- _How to complete this task_
Look for the word "workers" in the material below, then report each line where it occurs.
__________
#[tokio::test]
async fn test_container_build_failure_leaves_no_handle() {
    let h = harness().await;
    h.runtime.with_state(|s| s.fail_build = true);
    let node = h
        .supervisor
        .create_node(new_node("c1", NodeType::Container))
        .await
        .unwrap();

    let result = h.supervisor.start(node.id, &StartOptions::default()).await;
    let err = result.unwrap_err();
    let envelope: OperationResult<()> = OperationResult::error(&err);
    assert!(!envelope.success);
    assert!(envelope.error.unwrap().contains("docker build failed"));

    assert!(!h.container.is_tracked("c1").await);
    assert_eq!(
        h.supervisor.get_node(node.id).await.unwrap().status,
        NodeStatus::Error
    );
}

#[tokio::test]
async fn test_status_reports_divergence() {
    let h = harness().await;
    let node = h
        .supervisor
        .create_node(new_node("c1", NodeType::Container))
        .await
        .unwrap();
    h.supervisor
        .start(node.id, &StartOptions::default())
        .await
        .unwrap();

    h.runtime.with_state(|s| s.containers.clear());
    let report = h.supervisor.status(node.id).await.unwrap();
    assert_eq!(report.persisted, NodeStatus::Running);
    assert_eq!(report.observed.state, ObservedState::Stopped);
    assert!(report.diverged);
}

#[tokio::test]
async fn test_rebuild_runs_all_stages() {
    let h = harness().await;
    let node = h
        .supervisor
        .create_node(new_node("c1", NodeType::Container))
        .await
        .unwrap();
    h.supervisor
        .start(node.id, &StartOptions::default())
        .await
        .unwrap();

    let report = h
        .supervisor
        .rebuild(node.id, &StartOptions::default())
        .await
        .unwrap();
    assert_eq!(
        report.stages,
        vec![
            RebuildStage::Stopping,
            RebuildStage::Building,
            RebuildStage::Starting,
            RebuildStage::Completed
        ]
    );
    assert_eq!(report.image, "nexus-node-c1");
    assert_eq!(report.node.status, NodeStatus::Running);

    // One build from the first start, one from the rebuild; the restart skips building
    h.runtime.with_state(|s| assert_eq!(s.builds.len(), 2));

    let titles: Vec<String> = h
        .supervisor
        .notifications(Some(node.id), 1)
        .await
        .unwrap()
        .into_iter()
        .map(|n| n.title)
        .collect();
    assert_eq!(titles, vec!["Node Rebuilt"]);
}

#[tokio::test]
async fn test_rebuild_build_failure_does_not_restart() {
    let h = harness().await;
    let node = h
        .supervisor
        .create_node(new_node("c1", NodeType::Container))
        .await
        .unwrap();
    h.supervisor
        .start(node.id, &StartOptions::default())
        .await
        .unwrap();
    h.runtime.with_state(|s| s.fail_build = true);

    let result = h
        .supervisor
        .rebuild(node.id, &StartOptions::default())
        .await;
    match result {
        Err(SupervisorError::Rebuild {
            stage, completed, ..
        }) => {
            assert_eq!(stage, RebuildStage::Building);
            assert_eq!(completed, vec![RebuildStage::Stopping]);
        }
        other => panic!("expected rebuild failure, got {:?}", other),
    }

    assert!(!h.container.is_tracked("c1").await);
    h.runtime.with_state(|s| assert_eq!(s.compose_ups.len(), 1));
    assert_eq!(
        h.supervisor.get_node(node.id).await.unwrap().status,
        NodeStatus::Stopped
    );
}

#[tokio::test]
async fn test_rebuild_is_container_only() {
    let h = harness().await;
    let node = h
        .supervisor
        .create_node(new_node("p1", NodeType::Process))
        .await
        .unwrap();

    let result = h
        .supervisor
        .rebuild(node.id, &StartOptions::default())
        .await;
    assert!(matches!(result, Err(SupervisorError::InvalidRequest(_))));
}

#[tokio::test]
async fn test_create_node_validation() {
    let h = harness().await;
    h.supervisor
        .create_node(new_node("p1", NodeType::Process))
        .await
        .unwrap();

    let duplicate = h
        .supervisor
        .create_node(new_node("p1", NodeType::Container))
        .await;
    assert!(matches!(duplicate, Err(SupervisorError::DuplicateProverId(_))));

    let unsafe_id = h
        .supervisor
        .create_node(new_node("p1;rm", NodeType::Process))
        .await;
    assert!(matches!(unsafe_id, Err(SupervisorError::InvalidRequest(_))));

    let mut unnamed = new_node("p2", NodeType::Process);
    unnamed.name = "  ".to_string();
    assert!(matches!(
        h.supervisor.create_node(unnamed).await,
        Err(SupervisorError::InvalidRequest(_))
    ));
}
__________
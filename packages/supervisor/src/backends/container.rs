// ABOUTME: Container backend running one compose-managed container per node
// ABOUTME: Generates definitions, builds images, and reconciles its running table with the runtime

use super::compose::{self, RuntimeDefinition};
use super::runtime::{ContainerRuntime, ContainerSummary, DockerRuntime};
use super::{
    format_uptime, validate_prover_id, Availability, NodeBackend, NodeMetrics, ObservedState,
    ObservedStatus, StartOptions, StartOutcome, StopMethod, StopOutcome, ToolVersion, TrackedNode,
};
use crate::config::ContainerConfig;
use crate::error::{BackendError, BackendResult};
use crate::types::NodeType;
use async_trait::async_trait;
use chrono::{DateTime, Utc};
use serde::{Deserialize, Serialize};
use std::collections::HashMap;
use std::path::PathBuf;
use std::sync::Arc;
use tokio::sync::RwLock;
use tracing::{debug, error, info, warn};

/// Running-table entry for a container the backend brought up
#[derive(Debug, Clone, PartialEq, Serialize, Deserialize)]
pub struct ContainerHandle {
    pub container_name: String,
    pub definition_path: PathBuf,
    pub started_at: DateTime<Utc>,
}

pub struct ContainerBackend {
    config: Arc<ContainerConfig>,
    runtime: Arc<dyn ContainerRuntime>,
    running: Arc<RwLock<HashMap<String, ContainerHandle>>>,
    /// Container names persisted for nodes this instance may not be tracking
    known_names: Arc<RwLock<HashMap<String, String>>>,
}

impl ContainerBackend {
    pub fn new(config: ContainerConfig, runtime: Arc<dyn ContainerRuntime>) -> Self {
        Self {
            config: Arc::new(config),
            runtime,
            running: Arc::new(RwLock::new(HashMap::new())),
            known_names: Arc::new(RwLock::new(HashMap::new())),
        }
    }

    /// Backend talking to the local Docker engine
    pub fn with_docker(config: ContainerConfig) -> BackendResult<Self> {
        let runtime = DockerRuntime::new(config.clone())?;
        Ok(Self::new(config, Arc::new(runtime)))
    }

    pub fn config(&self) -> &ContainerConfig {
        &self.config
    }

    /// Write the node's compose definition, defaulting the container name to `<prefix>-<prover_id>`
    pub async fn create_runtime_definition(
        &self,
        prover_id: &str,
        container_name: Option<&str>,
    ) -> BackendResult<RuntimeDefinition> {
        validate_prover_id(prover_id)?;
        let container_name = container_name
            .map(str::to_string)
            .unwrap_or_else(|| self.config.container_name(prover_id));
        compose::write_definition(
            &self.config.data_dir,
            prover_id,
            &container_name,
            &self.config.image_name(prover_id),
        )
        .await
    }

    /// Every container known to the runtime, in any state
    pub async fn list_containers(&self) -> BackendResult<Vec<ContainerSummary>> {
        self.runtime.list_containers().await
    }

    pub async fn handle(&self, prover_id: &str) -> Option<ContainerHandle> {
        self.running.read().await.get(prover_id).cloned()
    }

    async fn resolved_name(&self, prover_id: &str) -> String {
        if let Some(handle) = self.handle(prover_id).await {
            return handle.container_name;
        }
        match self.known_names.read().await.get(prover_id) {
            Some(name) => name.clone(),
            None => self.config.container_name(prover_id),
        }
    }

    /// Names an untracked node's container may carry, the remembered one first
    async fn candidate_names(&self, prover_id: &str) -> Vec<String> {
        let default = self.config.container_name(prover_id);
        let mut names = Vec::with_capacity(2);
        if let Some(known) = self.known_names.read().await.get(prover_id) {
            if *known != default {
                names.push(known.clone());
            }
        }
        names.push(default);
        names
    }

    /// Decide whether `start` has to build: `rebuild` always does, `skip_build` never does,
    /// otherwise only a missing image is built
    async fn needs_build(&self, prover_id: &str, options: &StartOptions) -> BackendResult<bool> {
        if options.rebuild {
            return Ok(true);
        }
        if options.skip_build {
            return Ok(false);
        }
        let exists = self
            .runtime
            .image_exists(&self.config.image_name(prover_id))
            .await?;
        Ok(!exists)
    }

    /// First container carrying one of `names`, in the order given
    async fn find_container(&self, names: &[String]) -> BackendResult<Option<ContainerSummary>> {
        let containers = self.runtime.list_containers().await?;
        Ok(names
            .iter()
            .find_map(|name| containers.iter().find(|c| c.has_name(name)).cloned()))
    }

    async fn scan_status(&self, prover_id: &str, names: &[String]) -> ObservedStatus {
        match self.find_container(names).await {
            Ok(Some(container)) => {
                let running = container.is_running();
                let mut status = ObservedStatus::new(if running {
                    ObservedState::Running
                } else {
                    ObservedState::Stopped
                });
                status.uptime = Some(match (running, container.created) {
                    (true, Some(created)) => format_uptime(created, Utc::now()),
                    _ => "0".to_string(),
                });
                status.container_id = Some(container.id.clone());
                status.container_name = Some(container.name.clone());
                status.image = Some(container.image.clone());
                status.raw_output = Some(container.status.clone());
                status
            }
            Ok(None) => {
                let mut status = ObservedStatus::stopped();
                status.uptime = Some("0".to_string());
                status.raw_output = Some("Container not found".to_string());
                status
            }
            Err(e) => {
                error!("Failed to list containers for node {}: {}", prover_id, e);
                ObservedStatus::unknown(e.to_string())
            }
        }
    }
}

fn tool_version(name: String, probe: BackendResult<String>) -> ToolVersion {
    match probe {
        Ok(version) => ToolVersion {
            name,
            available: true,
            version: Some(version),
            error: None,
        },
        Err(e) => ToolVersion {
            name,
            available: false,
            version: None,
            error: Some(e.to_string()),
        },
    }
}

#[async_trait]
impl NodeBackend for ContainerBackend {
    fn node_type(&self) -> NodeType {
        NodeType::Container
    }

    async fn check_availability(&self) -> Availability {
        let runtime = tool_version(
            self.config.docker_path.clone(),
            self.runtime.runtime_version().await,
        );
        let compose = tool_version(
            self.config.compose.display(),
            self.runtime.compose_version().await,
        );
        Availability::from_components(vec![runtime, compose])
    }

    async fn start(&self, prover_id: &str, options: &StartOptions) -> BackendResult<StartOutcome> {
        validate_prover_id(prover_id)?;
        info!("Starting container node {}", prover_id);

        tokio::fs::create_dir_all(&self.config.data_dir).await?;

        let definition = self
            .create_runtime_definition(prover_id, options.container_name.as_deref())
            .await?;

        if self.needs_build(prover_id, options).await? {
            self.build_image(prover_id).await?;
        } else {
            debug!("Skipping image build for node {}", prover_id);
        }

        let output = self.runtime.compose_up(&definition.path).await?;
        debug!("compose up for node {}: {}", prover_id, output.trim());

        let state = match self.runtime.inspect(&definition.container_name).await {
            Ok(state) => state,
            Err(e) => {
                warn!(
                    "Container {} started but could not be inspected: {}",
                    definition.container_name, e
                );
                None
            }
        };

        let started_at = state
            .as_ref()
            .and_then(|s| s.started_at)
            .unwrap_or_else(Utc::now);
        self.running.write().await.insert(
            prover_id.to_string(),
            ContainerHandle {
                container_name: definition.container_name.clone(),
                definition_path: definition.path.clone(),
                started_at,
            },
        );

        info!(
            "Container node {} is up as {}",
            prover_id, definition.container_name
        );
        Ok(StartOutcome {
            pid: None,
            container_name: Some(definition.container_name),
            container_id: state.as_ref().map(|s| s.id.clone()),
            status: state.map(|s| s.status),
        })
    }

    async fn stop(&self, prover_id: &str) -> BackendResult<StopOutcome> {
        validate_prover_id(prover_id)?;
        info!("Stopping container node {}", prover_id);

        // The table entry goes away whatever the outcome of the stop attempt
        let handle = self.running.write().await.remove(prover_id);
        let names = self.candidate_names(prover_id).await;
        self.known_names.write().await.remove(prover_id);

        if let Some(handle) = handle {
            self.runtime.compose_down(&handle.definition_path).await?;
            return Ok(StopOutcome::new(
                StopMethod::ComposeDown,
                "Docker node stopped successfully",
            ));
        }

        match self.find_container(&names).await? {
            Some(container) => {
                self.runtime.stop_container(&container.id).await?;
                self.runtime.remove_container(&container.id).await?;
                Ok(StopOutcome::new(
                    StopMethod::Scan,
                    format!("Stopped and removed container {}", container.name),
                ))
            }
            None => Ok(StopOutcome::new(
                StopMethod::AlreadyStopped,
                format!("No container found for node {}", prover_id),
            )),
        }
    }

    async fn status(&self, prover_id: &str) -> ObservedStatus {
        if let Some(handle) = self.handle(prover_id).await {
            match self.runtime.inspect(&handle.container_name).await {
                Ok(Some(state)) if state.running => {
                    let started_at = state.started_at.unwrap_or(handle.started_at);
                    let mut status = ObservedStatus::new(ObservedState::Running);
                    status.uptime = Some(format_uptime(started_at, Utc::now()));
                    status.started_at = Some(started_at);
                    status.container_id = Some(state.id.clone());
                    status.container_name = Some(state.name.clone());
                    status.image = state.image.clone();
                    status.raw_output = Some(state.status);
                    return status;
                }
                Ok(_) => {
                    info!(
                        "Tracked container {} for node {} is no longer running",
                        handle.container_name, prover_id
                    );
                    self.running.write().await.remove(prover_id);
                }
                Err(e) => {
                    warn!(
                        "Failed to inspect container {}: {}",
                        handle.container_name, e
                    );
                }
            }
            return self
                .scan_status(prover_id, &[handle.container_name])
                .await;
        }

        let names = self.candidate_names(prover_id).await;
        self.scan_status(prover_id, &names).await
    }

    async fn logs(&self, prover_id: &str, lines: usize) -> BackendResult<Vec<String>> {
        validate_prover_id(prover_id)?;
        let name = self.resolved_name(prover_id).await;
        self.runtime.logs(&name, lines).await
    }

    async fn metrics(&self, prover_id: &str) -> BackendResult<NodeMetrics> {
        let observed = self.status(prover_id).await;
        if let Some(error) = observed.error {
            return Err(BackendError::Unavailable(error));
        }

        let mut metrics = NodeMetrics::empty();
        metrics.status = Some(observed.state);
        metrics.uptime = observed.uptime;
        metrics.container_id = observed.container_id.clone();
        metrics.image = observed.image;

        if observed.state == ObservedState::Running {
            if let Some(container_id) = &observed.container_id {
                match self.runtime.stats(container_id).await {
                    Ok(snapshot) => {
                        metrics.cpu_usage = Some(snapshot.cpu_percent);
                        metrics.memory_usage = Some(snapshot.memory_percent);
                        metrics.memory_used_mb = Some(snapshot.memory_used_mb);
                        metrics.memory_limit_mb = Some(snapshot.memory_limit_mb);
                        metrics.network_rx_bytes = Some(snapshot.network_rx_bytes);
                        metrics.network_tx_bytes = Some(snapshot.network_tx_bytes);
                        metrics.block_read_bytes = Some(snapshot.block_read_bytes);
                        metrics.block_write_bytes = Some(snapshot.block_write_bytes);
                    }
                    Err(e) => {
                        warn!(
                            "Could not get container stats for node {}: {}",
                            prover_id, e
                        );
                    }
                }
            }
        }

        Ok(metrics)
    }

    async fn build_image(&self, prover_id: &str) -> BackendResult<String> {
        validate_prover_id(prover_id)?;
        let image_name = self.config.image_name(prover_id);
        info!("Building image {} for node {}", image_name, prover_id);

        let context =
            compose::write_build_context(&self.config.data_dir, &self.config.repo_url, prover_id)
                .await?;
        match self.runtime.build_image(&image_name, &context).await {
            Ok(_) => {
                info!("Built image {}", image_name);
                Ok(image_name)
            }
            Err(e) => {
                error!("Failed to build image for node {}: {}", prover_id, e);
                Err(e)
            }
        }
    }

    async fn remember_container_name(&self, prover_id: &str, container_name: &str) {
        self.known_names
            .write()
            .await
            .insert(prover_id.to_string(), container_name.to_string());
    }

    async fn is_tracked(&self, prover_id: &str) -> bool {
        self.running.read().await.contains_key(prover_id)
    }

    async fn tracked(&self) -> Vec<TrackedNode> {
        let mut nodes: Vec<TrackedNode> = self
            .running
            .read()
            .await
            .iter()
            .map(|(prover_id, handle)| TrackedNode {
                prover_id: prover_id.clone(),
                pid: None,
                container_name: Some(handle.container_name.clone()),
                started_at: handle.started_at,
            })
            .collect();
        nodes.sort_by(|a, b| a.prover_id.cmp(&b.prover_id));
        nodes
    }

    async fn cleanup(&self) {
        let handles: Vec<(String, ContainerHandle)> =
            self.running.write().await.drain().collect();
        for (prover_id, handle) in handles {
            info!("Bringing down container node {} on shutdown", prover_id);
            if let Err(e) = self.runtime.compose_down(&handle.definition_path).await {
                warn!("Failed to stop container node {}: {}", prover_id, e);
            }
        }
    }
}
__________
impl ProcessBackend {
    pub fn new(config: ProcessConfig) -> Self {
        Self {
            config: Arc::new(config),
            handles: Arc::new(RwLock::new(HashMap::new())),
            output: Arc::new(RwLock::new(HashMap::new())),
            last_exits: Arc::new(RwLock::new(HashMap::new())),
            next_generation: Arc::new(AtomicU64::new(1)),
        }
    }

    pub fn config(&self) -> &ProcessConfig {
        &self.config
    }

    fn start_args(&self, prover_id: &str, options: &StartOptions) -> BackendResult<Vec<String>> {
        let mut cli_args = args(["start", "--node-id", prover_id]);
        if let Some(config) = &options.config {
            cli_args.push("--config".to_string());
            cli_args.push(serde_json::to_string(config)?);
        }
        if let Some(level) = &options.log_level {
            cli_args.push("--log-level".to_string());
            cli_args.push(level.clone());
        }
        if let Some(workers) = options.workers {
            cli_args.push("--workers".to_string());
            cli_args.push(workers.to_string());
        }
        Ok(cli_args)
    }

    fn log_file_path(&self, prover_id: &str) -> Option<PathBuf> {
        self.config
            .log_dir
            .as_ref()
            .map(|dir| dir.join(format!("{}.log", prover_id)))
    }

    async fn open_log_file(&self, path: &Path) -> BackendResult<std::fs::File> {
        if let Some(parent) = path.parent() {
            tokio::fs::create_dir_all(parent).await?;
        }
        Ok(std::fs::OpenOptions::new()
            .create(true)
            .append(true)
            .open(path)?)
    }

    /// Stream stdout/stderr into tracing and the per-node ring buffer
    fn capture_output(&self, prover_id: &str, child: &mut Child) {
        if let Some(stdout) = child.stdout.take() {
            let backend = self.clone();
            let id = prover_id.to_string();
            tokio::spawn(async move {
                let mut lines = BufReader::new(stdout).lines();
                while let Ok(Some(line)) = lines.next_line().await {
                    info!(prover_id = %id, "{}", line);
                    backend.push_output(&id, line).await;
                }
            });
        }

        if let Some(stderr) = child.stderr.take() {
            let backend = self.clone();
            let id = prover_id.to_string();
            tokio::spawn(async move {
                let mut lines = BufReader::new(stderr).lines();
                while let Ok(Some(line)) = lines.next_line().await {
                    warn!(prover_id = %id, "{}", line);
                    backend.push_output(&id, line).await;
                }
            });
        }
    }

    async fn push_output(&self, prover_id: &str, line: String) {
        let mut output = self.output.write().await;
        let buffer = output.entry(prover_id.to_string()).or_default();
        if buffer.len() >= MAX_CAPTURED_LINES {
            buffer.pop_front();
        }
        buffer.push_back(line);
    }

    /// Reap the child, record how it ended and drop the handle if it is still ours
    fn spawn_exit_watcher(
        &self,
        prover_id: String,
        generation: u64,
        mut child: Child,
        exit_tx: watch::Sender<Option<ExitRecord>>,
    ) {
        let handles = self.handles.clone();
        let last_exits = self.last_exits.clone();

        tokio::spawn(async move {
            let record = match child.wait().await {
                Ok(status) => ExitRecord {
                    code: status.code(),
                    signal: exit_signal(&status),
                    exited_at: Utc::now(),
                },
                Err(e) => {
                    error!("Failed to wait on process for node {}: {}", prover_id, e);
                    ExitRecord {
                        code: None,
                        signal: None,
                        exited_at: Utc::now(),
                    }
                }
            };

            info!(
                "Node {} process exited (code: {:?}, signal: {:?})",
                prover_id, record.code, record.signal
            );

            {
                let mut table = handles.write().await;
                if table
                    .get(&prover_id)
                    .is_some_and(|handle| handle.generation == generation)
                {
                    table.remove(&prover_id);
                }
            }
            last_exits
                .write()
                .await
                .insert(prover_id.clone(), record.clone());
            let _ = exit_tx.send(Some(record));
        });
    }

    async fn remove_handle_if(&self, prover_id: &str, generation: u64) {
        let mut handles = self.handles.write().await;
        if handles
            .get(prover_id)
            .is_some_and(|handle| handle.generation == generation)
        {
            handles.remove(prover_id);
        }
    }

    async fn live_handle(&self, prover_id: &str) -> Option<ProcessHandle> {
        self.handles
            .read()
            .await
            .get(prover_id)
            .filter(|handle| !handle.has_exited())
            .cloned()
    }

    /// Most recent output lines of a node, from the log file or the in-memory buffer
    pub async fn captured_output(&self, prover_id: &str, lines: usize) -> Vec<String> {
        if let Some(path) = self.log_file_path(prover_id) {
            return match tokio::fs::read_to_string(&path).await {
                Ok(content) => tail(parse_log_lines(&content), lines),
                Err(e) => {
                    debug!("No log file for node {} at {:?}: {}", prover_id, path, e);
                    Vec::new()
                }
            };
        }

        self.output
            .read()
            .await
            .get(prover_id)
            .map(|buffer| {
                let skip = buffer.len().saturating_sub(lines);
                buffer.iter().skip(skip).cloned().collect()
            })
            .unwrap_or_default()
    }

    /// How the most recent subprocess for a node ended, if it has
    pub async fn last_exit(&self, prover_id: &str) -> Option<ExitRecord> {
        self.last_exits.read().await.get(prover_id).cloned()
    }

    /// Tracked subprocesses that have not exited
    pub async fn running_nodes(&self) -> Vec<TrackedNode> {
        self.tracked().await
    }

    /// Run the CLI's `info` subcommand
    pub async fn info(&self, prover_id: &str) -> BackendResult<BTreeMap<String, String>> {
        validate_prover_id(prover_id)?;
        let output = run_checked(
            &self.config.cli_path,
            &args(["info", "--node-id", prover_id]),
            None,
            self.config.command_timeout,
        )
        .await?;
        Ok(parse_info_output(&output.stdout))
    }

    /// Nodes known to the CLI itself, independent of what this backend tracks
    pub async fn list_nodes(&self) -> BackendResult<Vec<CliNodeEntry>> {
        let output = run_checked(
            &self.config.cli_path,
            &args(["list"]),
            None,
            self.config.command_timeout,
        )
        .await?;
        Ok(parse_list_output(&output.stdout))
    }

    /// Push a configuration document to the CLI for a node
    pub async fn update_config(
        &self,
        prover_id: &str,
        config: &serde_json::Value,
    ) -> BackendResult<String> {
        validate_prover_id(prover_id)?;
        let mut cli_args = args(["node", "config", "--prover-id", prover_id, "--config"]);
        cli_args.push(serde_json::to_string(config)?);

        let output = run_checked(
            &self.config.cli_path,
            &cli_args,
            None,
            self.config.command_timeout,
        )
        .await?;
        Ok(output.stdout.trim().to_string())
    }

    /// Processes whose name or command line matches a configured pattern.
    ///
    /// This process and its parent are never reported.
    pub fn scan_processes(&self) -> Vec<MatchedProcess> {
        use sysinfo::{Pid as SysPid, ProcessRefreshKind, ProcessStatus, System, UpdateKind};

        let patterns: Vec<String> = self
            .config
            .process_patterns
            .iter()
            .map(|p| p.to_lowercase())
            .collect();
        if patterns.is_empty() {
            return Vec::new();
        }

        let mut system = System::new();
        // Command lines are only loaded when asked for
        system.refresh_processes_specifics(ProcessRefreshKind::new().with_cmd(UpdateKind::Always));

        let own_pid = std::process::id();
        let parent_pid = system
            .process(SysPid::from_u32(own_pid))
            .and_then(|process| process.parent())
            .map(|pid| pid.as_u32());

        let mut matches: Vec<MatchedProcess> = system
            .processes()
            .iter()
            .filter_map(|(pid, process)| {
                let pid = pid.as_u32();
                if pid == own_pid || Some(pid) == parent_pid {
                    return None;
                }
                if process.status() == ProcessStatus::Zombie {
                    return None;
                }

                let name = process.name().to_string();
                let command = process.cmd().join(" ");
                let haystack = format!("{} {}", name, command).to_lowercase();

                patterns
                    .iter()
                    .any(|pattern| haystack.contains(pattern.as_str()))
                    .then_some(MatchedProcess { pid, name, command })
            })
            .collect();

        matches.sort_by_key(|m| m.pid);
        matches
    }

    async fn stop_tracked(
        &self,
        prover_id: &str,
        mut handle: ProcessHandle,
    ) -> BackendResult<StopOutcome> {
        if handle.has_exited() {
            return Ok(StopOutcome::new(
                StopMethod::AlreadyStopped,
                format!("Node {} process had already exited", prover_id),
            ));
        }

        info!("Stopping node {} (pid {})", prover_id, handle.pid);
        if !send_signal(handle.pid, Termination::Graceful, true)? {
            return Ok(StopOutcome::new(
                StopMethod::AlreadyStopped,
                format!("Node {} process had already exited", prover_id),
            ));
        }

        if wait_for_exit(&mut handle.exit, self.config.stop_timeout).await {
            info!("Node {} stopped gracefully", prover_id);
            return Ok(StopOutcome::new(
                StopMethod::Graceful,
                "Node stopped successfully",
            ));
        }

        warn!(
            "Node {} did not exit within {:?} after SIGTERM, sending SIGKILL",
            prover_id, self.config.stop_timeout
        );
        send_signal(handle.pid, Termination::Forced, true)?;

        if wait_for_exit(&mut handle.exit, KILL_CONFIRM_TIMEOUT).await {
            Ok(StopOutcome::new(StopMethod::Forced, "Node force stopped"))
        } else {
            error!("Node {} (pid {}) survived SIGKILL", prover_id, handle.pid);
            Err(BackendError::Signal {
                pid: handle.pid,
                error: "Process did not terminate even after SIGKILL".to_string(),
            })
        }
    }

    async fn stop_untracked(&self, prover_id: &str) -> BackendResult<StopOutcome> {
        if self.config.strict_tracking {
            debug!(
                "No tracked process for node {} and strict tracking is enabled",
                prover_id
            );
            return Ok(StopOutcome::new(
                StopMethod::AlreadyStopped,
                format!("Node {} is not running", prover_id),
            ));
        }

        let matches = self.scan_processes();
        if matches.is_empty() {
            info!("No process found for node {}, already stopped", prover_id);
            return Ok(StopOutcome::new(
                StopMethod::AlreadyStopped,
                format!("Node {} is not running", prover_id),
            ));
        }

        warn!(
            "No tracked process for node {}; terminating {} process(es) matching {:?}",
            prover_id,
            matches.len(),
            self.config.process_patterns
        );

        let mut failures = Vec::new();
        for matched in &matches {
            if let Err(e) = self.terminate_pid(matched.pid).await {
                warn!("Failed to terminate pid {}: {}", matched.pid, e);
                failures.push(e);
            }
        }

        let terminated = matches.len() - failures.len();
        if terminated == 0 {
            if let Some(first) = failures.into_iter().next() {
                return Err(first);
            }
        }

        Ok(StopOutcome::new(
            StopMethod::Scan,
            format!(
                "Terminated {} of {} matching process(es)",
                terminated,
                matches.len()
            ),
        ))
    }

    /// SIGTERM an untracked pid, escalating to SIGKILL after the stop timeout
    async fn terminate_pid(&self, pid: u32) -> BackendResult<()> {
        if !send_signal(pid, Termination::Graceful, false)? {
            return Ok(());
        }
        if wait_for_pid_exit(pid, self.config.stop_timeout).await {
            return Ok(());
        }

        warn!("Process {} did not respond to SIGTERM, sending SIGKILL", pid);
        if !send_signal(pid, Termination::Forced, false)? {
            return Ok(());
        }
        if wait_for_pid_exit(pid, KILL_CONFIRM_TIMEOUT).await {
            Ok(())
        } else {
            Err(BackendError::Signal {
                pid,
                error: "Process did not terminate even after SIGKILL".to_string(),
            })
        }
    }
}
__________
- _Written solution_
        if let Some(workers) = options.workers {
            cli_args.push("--workers".to_string());
            cli_args.push(workers.to_string());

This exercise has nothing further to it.